The chemical stability of cationic groups, not only related to alkaline degradation but also to electrochemical degradation at high potentials, is the key factor that limits the durability of anion exchange membranes (AEMs) and anion exchange ionomers (AEIs) [1]. In recent years, quaternary ammonium (QA) groups represented by N-heterocyclic ammonium (NHA) groups display excellent ionic conductivity and superior alkaline stability, which makes NHA groups promising candidates to be applied in AEMs and AEIs [2]. However, electrochemical degradation of NHA groups has been neglected in previous research, even though the electrochemical oxidation of phenyl QAs was found in the ionomer at the oxygen evolution potentials [3]. In short, the mechanism by which effect of substituents affects the durability of NHAs cations, including alkaline stability and electrochemical stability, is unclear yet, and NHA groups must be attached to the polymer backbones by substituents to achieve their applications.In this work, the chemical stability of NHA is comprehensively studied. To investigate the relationship between alkaline durability and structure, we report a systematic study on the alkaline stability of 24 representative NHA groups at different hydration numbers (λ).
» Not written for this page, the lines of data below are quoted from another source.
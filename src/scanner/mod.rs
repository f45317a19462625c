//! Barcode scanner input via evdev
//!
//! The scanner is a HID keyboard: it types the decoded QR payload and presses
//! Enter. This module finds the device by name, grabs it exclusively, and
//! reassembles key events into line tokens. A second, non-grabbing watcher
//! surfaces Q/ESC on ordinary keyboards as an Exit command so an operator can
//! back out without scanning anything.

mod keymap;
mod reader;

pub use reader::{run_scanner, watch_keyboards};

use evdev::Device;
use serde::Serialize;
use std::path::PathBuf;

/// Information about an input device
#[derive(Debug, Clone, Serialize)]
pub struct InputDeviceInfo {
    /// Device node (e.g. "/dev/input/event3")
    pub path: PathBuf,
    /// Device name as reported by the kernel
    pub name: String,
}

/// List input devices that expose key events
pub fn list_devices() -> Vec<InputDeviceInfo> {
    evdev::enumerate()
        .filter(|(_, device)| device.supported_keys().is_some())
        .map(|(path, device)| InputDeviceInfo {
            path,
            name: device.name().unwrap_or("unknown").to_string(),
        })
        .collect()
}

/// Find the scanner device by name (case-insensitive substring match)
pub fn find_device(name: &str) -> crate::Result<(PathBuf, Device)> {
    let needle = name.to_lowercase();
    evdev::enumerate()
        .find(|(_, device)| {
            device
                .name()
                .is_some_and(|n| n.to_lowercase().contains(&needle))
        })
        .ok_or_else(|| crate::Error::DeviceUnavailable(format!("no device matching '{name}'")))
}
The electronic effect of substituents on NHA groups and degradation mechanisms of NHA groups are systematically investigated by 1H nuclear magnetic resonance (1H NMR) and density functional theory (DFT) calculations, showing that the NHA groups with electron-donating substituents exhibit outstanding alkaline stability and linking NHA groups with the polymer backbone via γ-position could be a rational design for highly alkaline stable AEMs and AEIs. Furthermore, a constant voltage is applied to the QAs electrolyte solution to measure the electrochemical stability by simulating the real operating environment of and AEM water electrolyzers. Compared to structural changes before and after voltage application, NHA exhibits worse stability than alkyl QAs, involving the radical degradation and electrochemical degradation. These results above give us a clearer picture while designing the polymer used for electrochemical devices, which is that a careful balance needs to be established between alkaline and electrochemical durability, especially under the high potential and harsh alkaline environment.